The government sees in the yellow metal a detriment to the nation’s economy. Addressing a meeting of Indian Banking Association’s annual general meeting in Mumbai on Thursday, finance minister P Chidambaram urged banks to discourage their customers from investing in gold. He also said that banks should stop selling gold coins.
“Banks have a role to play in dampening the enthusiasm for gold,” the finance minister said. The government seems to have woken up quite late to the fact that banks have been encashing on the average Indian’s infatuation with gold. Cultural factors, such as festivals like Deepavali and Akshaya Tritiya, both considered auspicious occasions to buy gold, have led to a spurt in purchase in the recent years which has caused a rocketing of India’s imports of the metal.
In March this year, in an interview to Governance Now, KC Chakrabarty, deputy governor of the central bank – Reserve Bank of India, said, “Most of the gold lands up either in moneylenders’ coffers or temples or it is handed down the generations. It has no productive use in the economy.”
For years, tales of investment in gold and how India was major market for the metal have abound. It s deeply ingrained socio-cultural practices with wedding seasons seeing the maximum purchase of the metal. In fact, India’s love for gold is ancient as the Indus Valley civilisation, (circa 2500 BC), when people wore gold jewelry. The Gupta dynasty (250 AD) is known as the Golden Age, when gold coins were circulated widely.
As the current account deficit (the gap between foreign currency income from exports and outflow from imports) ballooned in recent years, the government is seeing red over the yellow sheen. India’s current account deficit touched a record 6.7 percent of gross domestic product in the October-December quarter.
But why is gold being made such a villain? Twenty two years ago, when our economy was tottering, it was this yellow metal which rescued it from a probable collapse. India had to airlift 47 tons of gold to the Bank of England and 20 tons of gold to the Union Bank of Switzerland in 1991 to raise $600 million to tide over payment obligations.
Not only that, the yellow metal has rescued several households during crisis. In the last few decades, gold has been used as collateral for loans especially for the home loans. Such schemes were also promoted by private and public sector banks aggressively. If the government was so wise, why didn’t it stop banks from doing so when they started?
In fact, it is the same UPA government (which is now advising Indians not to buy gold) that went ahead and bought gold from the international monetary fund (IMF). In 2009, when the IMF started limited gold sales programme, it was the RBI which bought 200 tonnes of gold valued at Rs 31,490 crore ($6.7 billion). At the time, many analysts hailed it a ‘course correction’ of the 1991 decision of the government. The RBI’s move was not bizarre because dollar was weakening and the apex bank built its reserve on gold to shift away from holding assets in dollars.
In the last few years, the UPA government, facing heat from different crises, be it the several scams or Anna Hazare’s movement on Jan Lokpal, has always found a villain to pin the blame on.
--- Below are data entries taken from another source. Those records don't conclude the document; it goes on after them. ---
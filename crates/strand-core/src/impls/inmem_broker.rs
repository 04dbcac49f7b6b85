//! InMemoryBroker - 開発用・テスト用の broker
//!
//! # 学習ポイント
//! - 1 つの共有 state を client / admin / factory の 3 つの port から見せる
//! - 失敗注入 (fail_next_sends, set_unavailable) でリトライや health を再現
//! - std の Mutex は await を跨がない範囲でだけロックする
//!
//! # 使用例
//! ```ignore
//! let broker = InMemoryBroker::new().with_topics(["prices"]);
//! let sink = OutboundSink::new(config, &broker, Arc::new(NoopTracer))?;
//! broker.fail_next_sends(2);
//! ```

use std::collections::{BTreeMap, BTreeSet};
use std::sync::atomic::{AtomicBool, Ordering};
use std::sync::{Arc, Mutex, MutexGuard, PoisonError};
use std::time::Duration;

use async_trait::async_trait;

use crate::domain::record::{ProducerRecord, RecordMetadata};
use crate::ports::broker::{BrokerAdmin, BrokerClient, BrokerClientFactory, BrokerError, ProducerProperties};

#[derive(Debug, Default)]
struct State {
    topics: BTreeSet<String>,
    /// topic ごとの受理済みレコード (offset = index)
    records: BTreeMap<String, Vec<ProducerRecord>>,
    fail_next: usize,
    fail_all: bool,
    unavailable: bool,
    send_delay: Duration,
    send_attempts: usize,
    inflight: usize,
    max_inflight: usize,
    client_closes: usize,
    admin_closes: usize,
    /// 残り何個の client 生成を許すか (`None` は無制限)
    client_quota: Option<usize>,
    reject_admins: bool,
    last_properties: Option<ProducerProperties>,
}

/// プロセス内の broker。clone は同じ state を共有する。
#[derive(Debug, Clone, Default)]
pub struct InMemoryBroker {
    state: Arc<Mutex<State>>,
}

impl InMemoryBroker {
    pub fn new() -> Self {
        Self::default()
    }

    /// readiness で見えるトピックを追加
    pub fn with_topics<I, S>(self, topics: I) -> Self
    where
        I: IntoIterator<Item = S>,
        S: Into<String>,
    {
        for topic in topics {
            self.create_topic(topic);
        }
        self
    }

    pub fn create_topic(&self, topic: impl Into<String>) {
        self.lock().topics.insert(topic.into());
    }

    /// 次の `n` 回の send を失敗させる
    pub fn fail_next_sends(&self, n: usize) {
        self.lock().fail_next = n;
    }

    pub fn fail_all_sends(&self, fail: bool) {
        self.lock().fail_all = fail;
    }

    /// admin の list_topics を失敗させる
    pub fn set_unavailable(&self, unavailable: bool) {
        self.lock().unavailable = unavailable;
    }

    /// 次の `n` 個の client 生成だけ成功させ、それ以降は失敗させる
    pub fn allow_clients(&self, n: usize) {
        self.lock().client_quota = Some(n);
    }

    /// admin client の生成を失敗させる
    pub fn reject_admins(&self, reject: bool) {
        self.lock().reject_admins = reject;
    }

    /// send 1 回あたりの応答時間
    pub fn set_send_delay(&self, delay: Duration) {
        self.lock().send_delay = delay;
    }

    /// `topic` に受理されたレコード (送信順)
    pub fn records(&self, topic: &str) -> Vec<ProducerRecord> {
        self.lock().records.get(topic).cloned().unwrap_or_default()
    }

    /// 成功・失敗を問わない send の呼び出し回数
    pub fn send_attempts(&self) -> usize {
        self.lock().send_attempts
    }

    /// 同時に処理中だった send の最大数
    pub fn max_observed_inflight(&self) -> usize {
        self.lock().max_inflight
    }

    pub fn client_close_count(&self) -> usize {
        self.lock().client_closes
    }

    pub fn admin_close_count(&self) -> usize {
        self.lock().admin_closes
    }

    /// 最後に client 生成へ渡された properties
    pub fn last_properties(&self) -> Option<ProducerProperties> {
        self.lock().last_properties.clone()
    }

    fn lock(&self) -> MutexGuard<'_, State> {
        self.state.lock().unwrap_or_else(PoisonError::into_inner)
    }

    fn begin_send(&self) -> Duration {
        let mut state = self.lock();
        state.send_attempts += 1;
        state.inflight += 1;
        state.max_inflight = state.max_inflight.max(state.inflight);
        state.send_delay
    }

    fn finish_send(&self, record: ProducerRecord) -> Result<RecordMetadata, BrokerError> {
        let mut state = self.lock();
        state.inflight -= 1;
        if state.fail_all {
            return Err(BrokerError::Send(format!("record to {} rejected", record.topic)));
        }
        if state.fail_next > 0 {
            state.fail_next -= 1;
            return Err(BrokerError::Send(format!("record to {} rejected", record.topic)));
        }
        let topic = record.topic.clone();
        let partition = record.partition.unwrap_or(0);
        let log = state.records.entry(topic.clone()).or_default();
        let offset = i64::try_from(log.len()).unwrap_or(i64::MAX);
        log.push(record);
        Ok(RecordMetadata {
            topic,
            partition,
            offset,
        })
    }
}

/// 1 チャネル分の producer ハンドル
struct InMemoryProducer {
    broker: InMemoryBroker,
    closed: AtomicBool,
}

#[async_trait]
impl BrokerClient for InMemoryProducer {
    async fn send(&self, record: ProducerRecord) -> Result<RecordMetadata, BrokerError> {
        if self.closed.load(Ordering::SeqCst) {
            return Err(BrokerError::Closed);
        }
        let delay = self.broker.begin_send();
        if !delay.is_zero() {
            tokio::time::sleep(delay).await;
        }
        if self.closed.load(Ordering::SeqCst) {
            self.broker.lock().inflight -= 1;
            return Err(BrokerError::Closed);
        }
        self.broker.finish_send(record)
    }

    async fn close(&self) {
        if !self.closed.swap(true, Ordering::SeqCst) {
            self.broker.lock().client_closes += 1;
        }
    }
}

struct InMemoryAdmin {
    broker: InMemoryBroker,
}

#[async_trait]
impl BrokerAdmin for InMemoryAdmin {
    async fn list_topics(&self) -> Result<BTreeSet<String>, BrokerError> {
        let state = self.broker.lock();
        if state.unavailable {
            return Err(BrokerError::Unavailable("no broker answered the metadata request".to_string()));
        }
        Ok(state.topics.clone())
    }

    async fn close(&self) {
        self.broker.lock().admin_closes += 1;
    }
}

impl BrokerClientFactory for InMemoryBroker {
    fn create_client(&self, properties: &ProducerProperties) -> Result<Arc<dyn BrokerClient>, BrokerError> {
        let mut state = self.lock();
        match &mut state.client_quota {
            Some(0) => return Err(BrokerError::Unavailable("client quota exhausted".to_string())),
            Some(left) => *left -= 1,
            None => {}
        }
        state.last_properties = Some(properties.clone());
        drop(state);
        Ok(Arc::new(InMemoryProducer {
            broker: self.clone(),
            closed: AtomicBool::new(false),
        }))
    }

    fn create_admin(&self, _properties: &ProducerProperties) -> Result<Arc<dyn BrokerAdmin>, BrokerError> {
        if self.lock().reject_admins {
            return Err(BrokerError::Unavailable("admin client rejected".to_string()));
        }
        Ok(Arc::new(InMemoryAdmin { broker: self.clone() }))
    }
}

#[cfg(test)]
mod tests {
    use super::*;
    use crate::domain::record::Headers;
    use serde_json::json;

    fn record(topic: &str) -> ProducerRecord {
        ProducerRecord {
            topic: topic.to_string(),
            partition: None,
            timestamp: None,
            key: None,
            value: json!("v"),
            headers: Headers::new(),
        }
    }

    #[tokio::test]
    async fn accepted_records_get_increasing_offsets() {
        let broker = InMemoryBroker::new();
        let client = broker.create_client(&ProducerProperties::new()).unwrap();

        let first = client.send(record("t")).await.unwrap();
        let second = client.send(record("t")).await.unwrap();

        assert_eq!((first.offset, second.offset), (0, 1));
        assert_eq!(broker.records("t").len(), 2);
        assert_eq!(broker.send_attempts(), 2);
    }

    #[tokio::test]
    async fn injected_failures_are_consumed() {
        let broker = InMemoryBroker::new();
        let client = broker.create_client(&ProducerProperties::new()).unwrap();
        broker.fail_next_sends(1);

        assert!(matches!(client.send(record("t")).await, Err(BrokerError::Send(_))));
        assert!(client.send(record("t")).await.is_ok());
        assert_eq!(broker.records("t").len(), 1);
    }

    #[tokio::test]
    async fn closed_client_rejects_sends() {
        let broker = InMemoryBroker::new();
        let client = broker.create_client(&ProducerProperties::new()).unwrap();
        client.close().await;
        client.close().await;

        assert_eq!(client.send(record("t")).await, Err(BrokerError::Closed));
        assert_eq!(broker.client_close_count(), 1);
    }

    #[tokio::test]
    async fn admin_lists_created_topics() {
        let broker = InMemoryBroker::new().with_topics(["a", "b"]);
        let admin = broker.create_admin(&ProducerProperties::new()).unwrap();
        assert_eq!(admin.list_topics().await.unwrap().len(), 2);

        broker.set_unavailable(true);
        assert!(matches!(admin.list_topics().await, Err(BrokerError::Unavailable(_))));
    }

    #[test]
    fn client_quota_limits_creations() {
        let broker = InMemoryBroker::new();
        broker.allow_clients(1);
        assert!(broker.create_client(&ProducerProperties::new()).is_ok());
        assert!(matches!(
            broker.create_client(&ProducerProperties::new()),
            Err(BrokerError::Unavailable(_))
        ));

        broker.reject_admins(true);
        assert!(broker.create_admin(&ProducerProperties::new()).is_err());
    }
}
On the 2G scam, it had a villain in “Vinod Rai’s (former CAG) notional figures of losses”. Now with growing current account deficit, the villain is the “yellow metal”.
However sensible the advice from the government may be, the quintessential Indian hankering for gold is not something that can be easily overcome. Government can ask its banks to stop selling gold coins but it can’t stop festivals like Akshaya Tritiya, Dhanteras where gold purchases gets upswing or even in marriages where giving gold is considered a staple.